Cellular mechanisms in the regulation of iron absorption by the human intestine: studies in patients with iron deficiency before and after treatment

Abstract

An in vitro method for measuring initial rates of iron uptake by mucosal biopsies of human duodenum was used to study control mechanisms for iron absorption. Within the physiological range of intraluminal concentrations (18--450 mumol/l) iron influx has many features of active, carrier-mediated transport. In biopsies form six patients with iron deficiency anaemia, uptake rates were increased 2--3-fold at the higher concentrations, when compared with normal controls (P less than 0.01) and overall were related inversely to serum transferrin saturation.

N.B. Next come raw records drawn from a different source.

use thiserror::Error;

#[derive(Error, Debug)]
pub enum CatalogError {
    #[error("HTTP request failed: {0}")]
    ApiError(#[from] reqwest::Error),

    #[error("IO error: {0}")]
    IoError(#[from] std::io::Error),

    #[error("Serialization error: {0}")]
    SerializationError(#[from] serde_json::Error),

    #[error("Store responded with {status}: {message}")]
    StoreError { status: u16, message: String },

    #[error("Failed to load {collection}: {message}")]
    FetchError { collection: String, message: String },

    #[error("Failed to submit rating for tool {tool_id}: {message}")]
    SubmissionError { tool_id: String, message: String },

    #[error("Missing required configuration: {field}")]
    MissingConfigError { field: String },

    #[error("Invalid value '{value}' for {field}: {reason}")]
    InvalidConfigValueError {
        field: String,
        value: String,
        reason: String,
    },

    #[error("Configuration error in {field}: {message}")]
    ConfigValidationError { field: String, message: String },

    #[error("Validation error: {message}")]
    ValidationError { message: String },
}

/// 錯誤分類，決定嚴重程度、復原建議與顯示給使用者的訊息
#[derive(Debug, Clone, Copy, PartialEq, Eq)]
pub enum ErrorCategory {
    Configuration,
    Fetch,
    Submission,
    Network,
    Validation,
    System,
}

#[derive(Debug, Clone, Copy, PartialEq, Eq, PartialOrd, Ord)]
pub enum ErrorSeverity {
    Low,
    Medium,
    High,
    Critical,
}

impl CatalogError {
    pub fn category(&self) -> ErrorCategory {
        match self {
            CatalogError::MissingConfigError { .. }
            | CatalogError::InvalidConfigValueError { .. }
            | CatalogError::ConfigValidationError { .. } => ErrorCategory::Configuration,
            CatalogError::FetchError { .. } => ErrorCategory::Fetch,
            CatalogError::SubmissionError { .. } => ErrorCategory::Submission,
            // 資料庫回傳了無法解析的內容也歸為連線問題
            CatalogError::ApiError(_)
            | CatalogError::StoreError { .. }
            | CatalogError::SerializationError(_) => ErrorCategory::Network,
            CatalogError::ValidationError { .. } => ErrorCategory::Validation,
            CatalogError::IoError(_) => ErrorCategory::System,
        }
    }

    pub fn severity(&self) -> ErrorSeverity {
        match self.category() {
            // 缺少設定時不可繼續執行
            ErrorCategory::Configuration => ErrorSeverity::Critical,
            ErrorCategory::Fetch | ErrorCategory::Submission | ErrorCategory::Network => {
                ErrorSeverity::Medium
            }
            ErrorCategory::Validation => ErrorSeverity::High,
            ErrorCategory::System => ErrorSeverity::Critical,
        }
    }

    pub fn recovery_suggestion(&self) -> &'static str {
        match self.category() {
            ErrorCategory::Configuration => {
                "Set CATALOG_STORE_URL and CATALOG_STORE_KEY, or pass --store-url/--store-key or a --config file"
            }
            ErrorCategory::Fetch | ErrorCategory::Network => {
                "Check the store URL and key, then run the command again to refetch the catalog"
            }
            ErrorCategory::Submission => "Submit the rating again",
            ErrorCategory::Validation => "Ratings must be a whole number between 1 and 5",
            ErrorCategory::System => "Check file permissions and paths",
        }
    }

    pub fn user_friendly_message(&self) -> String {
        match self.category() {
            ErrorCategory::Configuration => format!("Configuration problem: {}", self),
            ErrorCategory::Fetch | ErrorCategory::Network => {
                format!("Unable to load AI tools: {}", self)
            }
            // 提交失敗只對使用者顯示通用訊息，細節留在日誌
            ErrorCategory::Submission => "Could not save your rating. Please try again.".to_string(),
            ErrorCategory::Validation => format!("Invalid input: {}", self),
            ErrorCategory::System => format!("System error: {}", self),
        }
    }
}

pub type Result<T> = std::result::Result<T, CatalogError>;

#[cfg(test)]
mod tests {
    use super::*;

    #[test]
    fn test_missing_config_is_critical() {
        let err = CatalogError::MissingConfigError {
            field: "store.url".to_string(),
        };
        assert_eq!(err.category(), ErrorCategory::Configuration);
        assert_eq!(err.severity(), ErrorSeverity::Critical);
        assert!(err.to_string().contains("store.url"));
    }

    #[test]
    fn test_fetch_error_is_recoverable() {
        let err = CatalogError::FetchError {
            collection: "ratings".to_string(),
            message: "connection refused".to_string(),
        };
        assert_eq!(err.category(), ErrorCategory::Fetch);
        assert_eq!(err.severity(), ErrorSeverity::Medium);
        assert_eq!(
            err.to_string(),
            "Failed to load ratings: connection refused"
        );
    }

    #[test]
    fn test_submission_message_hides_details() {
        let err = CatalogError::SubmissionError {
            tool_id: "t1".to_string(),
            message: "duplicate key value violates unique constraint".to_string(),
        };
        assert!(!err.user_friendly_message().contains("duplicate"));
    }

    #[test]
    fn test_undecodable_store_body_is_network_error() {
        let err: CatalogError = serde_json::from_str::<Vec<u8>>("{").unwrap_err().into();
        assert_eq!(err.category(), ErrorCategory::Network);
        assert_eq!(err.severity(), ErrorSeverity::Medium);
    }

    #[test]
    fn test_out_of_range_rating_is_input_error() {
        let err = CatalogError::ValidationError {
            message: "rating must be between 1 and 5, got 9".to_string(),
        };
        assert_eq!(err.severity(), ErrorSeverity::High);
        assert!(err.user_friendly_message().contains("got 9"));
    }
}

Uptake was examined in four anaemic patients before and after therapy: the enhanced uptake fell to normal after repletion with iron, but was not reduced in two patients treated initially by red cell transfusion alone. Total mucosal iron in the anaemic patients was significantly lower at 58+/-7 nmol/mg protein, compared with 129+/-25 nmol/mg in normal subjects (P less than 0.05). In the serial studies, iron therapy for 6 weeks corrected the anaemia but did not restore mucosal iron levels to normal, even though uptake had fallen to control values. The experiments indicate that iron deficiency reversibly induces brush border iron carriers, and suggest that in man initial entry into the enterocyte rather than cellular retention of iron is a major regulatory step in the control of iron absorption.